■ WORK TO BE COMPLETED ■
Quote all of the data below exactly, please.

■ INPUT DATA ■
——
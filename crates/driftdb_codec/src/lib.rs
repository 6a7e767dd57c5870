//! # DriftDB Codec
//!
//! Value types and byte encodings shared by every DriftDB crate.
//!
//! This crate provides:
//! - [`ByteString`], an immutable, cheaply cloned, lexicographically ordered
//!   byte sequence (resume tokens, session tokens, blobs)
//! - [`Value`], the typed document field value with its canonical
//!   cross-type ordering
//! - [`OrderedCodeWriter`] / [`OrderedCodeReader`], self-delimiting
//!   order-preserving encodings of bytes, strings and doubles
//! - [`IndexByteEncoder`], which turns values into index keys whose byte
//!   order matches value order, ascending or descending
//! - CBOR record serialization used by the commit log
//!
//! ## Usage
//!
//! ```
//! use driftdb_codec::{encode_index_value, IndexKind, Value};
//!
//! let a = encode_index_value(&Value::Integer(-1), IndexKind::Ascending);
//! let b = encode_index_value(&Value::Integer(1), IndexKind::Ascending);
//! assert!(a < b);
//! ```

#![deny(unsafe_code)]
#![warn(missing_docs)]

mod byte_string;
mod error;
mod index;
mod ordered;
mod path;
mod record;
mod timestamp;
mod value;

pub use byte_string::ByteString;
pub use error::{CodecError, CodecResult};
pub use index::{
    encode_index_value, write_index_value, DirectionalEncoder, DirectionalIndexByteEncoder,
    IndexByteEncoder, IndexKind,
};
pub use ordered::{from_ordered_bits, ordered_bits, OrderedCodeReader, OrderedCodeWriter};
pub use path::ResourcePath;
pub use record::{decode_record, encode_record};
pub use timestamp::{GeoPoint, Timestamp};
pub use value::{compare_doubles, compare_integer_to_double, TypeOrder, Value};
——
■ REPLY ■
filename crates/driftdb_codec/src/lib.rs
repository 6a7e767dd57c5870
//! # DriftDB Codec
//!
//! Value types and byte encodings shared by every DriftDB crate.
//!
//! This crate provides:
//! - [`ByteString`], an immutable, cheaply cloned, lexicographically ordered
//!   byte sequence (resume tokens, session tokens, blobs)
//! - [`Value`], the typed document field value with its canonical
//!   cross-type ordering
//! - [`OrderedCodeWriter`] / [`OrderedCodeReader`], self-delimiting
//!   order-preserving encodings of bytes, strings and doubles
//! - [`IndexByteEncoder`], which turns values into index keys whose byte
//!   order matches value order, ascending or descending
//! - CBOR record serialization used by the commit log
//!
//! ## Usage
//!
//! ```
//! use driftdb_codec::{encode_index_value, IndexKind, Value};
//!
//! let a = encode_index_value(&Value::Integer(-1), IndexKind::Ascending);
//! let b = encode_index_value(&Value::Integer(1), IndexKind::Ascending);
//! assert!(a < b);
//! ```

#![deny(unsafe_code)]
#![warn(missing_docs)]

mod byte_string;
mod error;
mod index;
mod ordered;
mod path;
mod record;
mod timestamp;
mod value;

pub use byte_string::ByteString;
pub use error::{CodecError, CodecResult};
pub use index::{
    encode_index_value, write_index_value, DirectionalEncoder, DirectionalIndexByteEncoder,
    IndexByteEncoder, IndexKind,
};
pub use ordered::{from_ordered_bits, ordered_bits, OrderedCodeReader, OrderedCodeWriter};
pub use path::ResourcePath;
pub use record::{decode_record, encode_record};
pub use timestamp::{GeoPoint, Timestamp};
pub use value::{compare_doubles, compare_integer_to_double, TypeOrder, Value};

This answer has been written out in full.